Only 26% of women in India have an account with a formal financial institution, as compared with 46% of men. Less than 15% of women entrepreneurs in India have access to finance from a formal banking institution.
Despite India leading the way, with prominent banks in both the public and private sector being headed by women, access to finance for women in India has remained low. Is it that we don't bank on women, or is it that they don't bank on financial institutions as approachable or relevant? Perhaps it is just a question of semantics and the blame lies on both sides. It is important to take a moment to say that this gap in finance is consequential but not a deliberate exclusion.
While banks do not deliberately exclude women, something in the system is not working. A Goldman Sachs Global Investment Research Report that looked at loan rejection rates for small and medium enterprises (SMEs) found that rejection rates for women-owned SMEs in India were almost double than those owned by men. It is a much higher rate than other countries in the world, so something, somewhere isn't working and needs to be fixed.

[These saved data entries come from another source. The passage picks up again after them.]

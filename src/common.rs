use handlebars::{handlebars_helper, Handlebars};

use std::fs::File;
use std::io::Write;
use std::path::Path;

pub fn write_string_to_file(filename: &str, content: &str) -> std::io::Result<()> {
    let path = Path::new(filename);
    let mut file = File::create(path)?;
    file.write_all(content.as_bytes())?;
    Ok(())
}

/// Inserts thousands separators into the integer part of a formatted number.
fn group_thousands(digits: &str) -> String {
    let mut grouped = String::with_capacity(digits.len() + digits.len() / 3);
    for (i, c) in digits.chars().enumerate() {
        if i > 0 && (digits.len() - i) % 3 == 0 {
            grouped.push(',');
        }
        grouped.push(c);
    }
    grouped
}

pub fn format_count(value: u64) -> String {
    group_thousands(&value.to_string())
}

pub fn format_money(value: f64) -> String {
    let negative = value < 0.0;
    let cents = (value.abs() * 100.0).round() as u64;
    let whole = group_thousands(&(cents / 100).to_string());
    let formatted = format!("R$ {}.{:02}", whole, cents % 100);
    if negative {
        format!("-{formatted}")
    } else {
        formatted
    }
}

pub fn get_handlebars() -> Handlebars<'static> {
    let mut handlebars = Handlebars::new();

    handlebars_helper!(money: |v: f64| format_money(v));
    handlebars.register_helper("money", Box::new(money));

    handlebars_helper!(count: |v: u64| format_count(v));
    handlebars.register_helper("count", Box::new(count));

    handlebars_helper!(pct: |v: f64| format!("{:.2}%", v));
    handlebars.register_helper("pct", Box::new(pct));

    handlebars_helper!(fixed1: |v: f64| format!("{:.1}", v));
    handlebars.register_helper("fixed1", Box::new(fixed1));

    handlebars
}

#[cfg(test)]
mod tests {
    use super::*;
    use serde_json::json;

    #[test]
    fn formats_money_with_thousands_separators() {
        assert_eq!(format_money(0.0), "R$ 0.00");
        assert_eq!(format_money(75.5), "R$ 75.50");
        assert_eq!(format_money(1234.5), "R$ 1,234.50");
        assert_eq!(format_money(1_234_567.89), "R$ 1,234,567.89");
    }

    #[test]
    fn formats_counts() {
        assert_eq!(format_count(999), "999");
        assert_eq!(format_count(1000), "1,000");
        assert_eq!(format_count(96478), "96,478");
    }

    #[test]
    fn handlebars_can_render() {
        let handlebars = get_handlebars();
        let res = handlebars
            .render_template("Revenue: {{money total}}", &json!({"total": 1234.5}))
            .expect("This to render");
        assert_eq!(res, "Revenue: R$ 1,234.50");
    }

    #[test]
    fn handlebars_can_iterate() {
        let handlebars = get_handlebars();
        let res = handlebars
            .render_template(
                r#"{{#each rows as |row|}}
{{row.month}}: {{count row.orders}}
{{/each}}"#,
                &json!({"rows": [
                    {"month": "2017-10", "orders": 4631},
                    {"month": "2017-11", "orders": 7544}
                ]}),
            )
            .expect("This to render");
        assert_eq!(res, "2017-10: 4,631\n2017-11: 7,544\n");
    }

    #[test]
    fn handlebars_helper_pct_can_render() {
        let handlebars = get_handlebars();
        let res = handlebars
            .render_template("{{pct rate}}", &json!({"rate": 3.0019}))
            .expect("This to render");
        assert_eq!(res, "3.00%");
    }
}
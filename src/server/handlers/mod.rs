pub mod categories;
pub mod customers;
pub mod health;
pub mod summary;
pub mod trends;

use std::collections::HashSet;
use std::str::FromStr;

use axum::http::StatusCode;
use serde::Deserialize;

use crate::analytics::ViewFilter;
use crate::records::OrderRow;

/// Year/quarter selection carried on the query string as comma-separated
/// lists. An absent parameter means "everything"; a present-but-empty one is
/// an empty selection (no boxes ticked) and yields empty results.
#[derive(Deserialize, Debug, Default)]
pub struct FilterParams {
    pub years: Option<String>,
    pub quarters: Option<String>,
    pub top_n: Option<usize>,
}

fn parse_list<T>(raw: &str) -> Result<HashSet<T>, StatusCode>
where
    T: FromStr + Eq + std::hash::Hash,
{
    raw.split(',')
        .map(str::trim)
        .filter(|token| !token.is_empty())
        .map(|token| token.parse::<T>().map_err(|_| StatusCode::BAD_REQUEST))
        .collect()
}

impl FilterParams {
    pub fn view_filter(&self, orders: &[OrderRow]) -> Result<ViewFilter, StatusCode> {
        let years = match &self.years {
            None => orders.iter().map(|o| o.calendar.year).collect(),
            Some(raw) => parse_list(raw)?,
        };
        let quarters = match &self.quarters {
            None => orders.iter().map(|o| o.calendar.quarter).collect(),
            Some(raw) => parse_list(raw)?,
        };
        Ok(ViewFilter { years, quarters })
    }
}

#[cfg(test)]
mod tests {
    use super::*;

    #[test]
    fn absent_params_select_everything() {
        let params = FilterParams::default();
        let filter = params.view_filter(&[]).unwrap();
        assert!(filter.years.is_empty()); // empty table, nothing to select
    }

    #[test]
    fn empty_param_is_an_empty_selection() {
        let params = FilterParams {
            years: Some(String::new()),
            quarters: Some("1,2".to_string()),
            top_n: None,
        };
        let filter = params.view_filter(&[]).unwrap();
        assert!(filter.years.is_empty());
        assert_eq!(filter.quarters.len(), 2);
    }

    #[test]
    fn bad_tokens_are_rejected() {
        let params = FilterParams {
            years: Some("2017,xyz".to_string()),
            quarters: None,
            top_n: None,
        };
        assert_eq!(
            params.view_filter(&[]).unwrap_err(),
            StatusCode::BAD_REQUEST
        );
    }
}
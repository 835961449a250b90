use serde::{Deserialize, Serialize};
use uuid::Uuid;

use crate::rabbitmq::broker::{Delivery, PublishFields};

/// One unit of data moving through a queue.
///
/// Fields are private: the id is fixed at creation (either freshly generated
/// or copied from an inbound delivery) and never changes afterwards.
#[derive(Clone, Debug, PartialEq, Eq, Serialize, Deserialize)]
pub struct Message {
    #[serde(rename = "ID")]
    id: String,
    #[serde(rename = "Type")]
    kind: String,
    #[serde(rename = "Payload", with = "payload_base64")]
    payload: Vec<u8>,
    #[serde(rename = "ContentType")]
    content_type: String,
    #[serde(rename = "CorrelationID")]
    correlation_id: String,
    #[serde(rename = "AppID")]
    app_id: String,
}

impl Message {
    /// Creates a new Message with a generated UUID.
    pub fn create(
        correlation_id: impl Into<String>,
        app_id: impl Into<String>,
        kind: impl Into<String>,
        content_type: impl Into<String>,
        payload: impl Into<Vec<u8>>,
    ) -> Self {
        Message {
            id: Uuid::new_v4().to_string(),
            kind: kind.into(),
            payload: payload.into(),
            content_type: content_type.into(),
            correlation_id: correlation_id.into(),
            app_id: app_id.into(),
        }
    }

    pub fn id(&self) -> &str {
        &self.id
    }

    pub fn kind(&self) -> &str {
        &self.kind
    }

    pub fn payload(&self) -> &[u8] {
        &self.payload
    }

    pub fn content_type(&self) -> &str {
        &self.content_type
    }

    pub fn correlation_id(&self) -> &str {
        &self.correlation_id
    }

    pub fn app_id(&self) -> &str {
        &self.app_id
    }

    /// The JSON rendering used for logging and external consumers.
    pub fn to_json(&self) -> serde_json::Result<String> {
        serde_json::to_string(self)
    }

    pub fn from_json(json: &str) -> serde_json::Result<Self> {
        serde_json::from_str(json)
    }
}

impl From<Delivery> for Message {
    fn from(delivery: Delivery) -> Self {
        Message {
            id: delivery.message_id,
            kind: delivery.kind,
            payload: delivery.body,
            content_type: delivery.content_type,
            correlation_id: delivery.correlation_id,
            app_id: delivery.app_id,
        }
    }
}

impl From<&Message> for PublishFields {
    fn from(message: &Message) -> Self {
        PublishFields {
            message_id: message.id.clone(),
            kind: message.kind.clone(),
            content_type: message.content_type.clone(),
            correlation_id: message.correlation_id.clone(),
            app_id: message.app_id.clone(),
            body: message.payload.clone(),
        }
    }
}

// Byte payloads travel as standard base64 strings in JSON.
mod payload_base64 {
    use base64::{engine::general_purpose, Engine as _};
    use serde::{de::Error as _, Deserialize, Deserializer, Serializer};

    pub fn serialize<S: Serializer>(payload: &[u8], serializer: S) -> Result<S::Ok, S::Error> {
        serializer.serialize_str(&general_purpose::STANDARD.encode(payload))
    }

    pub fn deserialize<'de, D: Deserializer<'de>>(deserializer: D) -> Result<Vec<u8>, D::Error> {
        let encoded = String::deserialize(deserializer)?;
        general_purpose::STANDARD
            .decode(encoded.as_bytes())
            .map_err(D::Error::custom)
    }
}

Women actually make 'good banking customers' and studies across the world show that women customers have many positive characteristics including lower risk behaviour that leads to higher profitability for a bank and better retention rates. Women tend to have deeper relationships with their financial institutions, allowing banks to cross sell additional products and services to them with much more success than to their male clients. Women tend to favour relationship banking and have fewer banking relationships, often preferring to meet their financial needs from one institution.
These financial needs can include personal current and savings accounts, business accounts (working capital loans, lease finance and equity capital) insurance, home loans, and family-related finance, including student loans. This non-inclusion is also not a monopoly of India, and we see that developed economies face similar issues with a lower number of women consuming financial services from formal institutions than men.
There are measures increasingly being put in place in India that should make us feel optimistic towards increased banking on women. The government's focus on financial inclusion, Pradhan Mantri Jan Dhan Yojana, is one step that will positively contribute towards increased financial inclusion for women.
The government's recently launched Pradhan Mantri Mudra Yojana or Mudra scheme is another example. While the Mudra scheme is actually gender agnostic, it will have a much more significant impact on women entrepreneurs who have struggled with accessing finance due to a disproportional lack of collateral for decades in India. It is still early days and there are concerns with the scheme and the potential for non-performing loans (NPLs) to rise, but it is a significant step that will change the face of banking for women in India. It sends a message to the banking community to think differently about how to offer credit, products and services.
In this year of women in India (and internationally, with Beijing promises due) and the government of India's recognition of the important role of women in society and growth of the nation, can women and financial institutions finally find a crossroads where they meet to serve each other? Financial literacy for women is a key, but awareness for all of us will play a big role in addressing the gap. This article is a small step towards raising awareness and interest in this issue.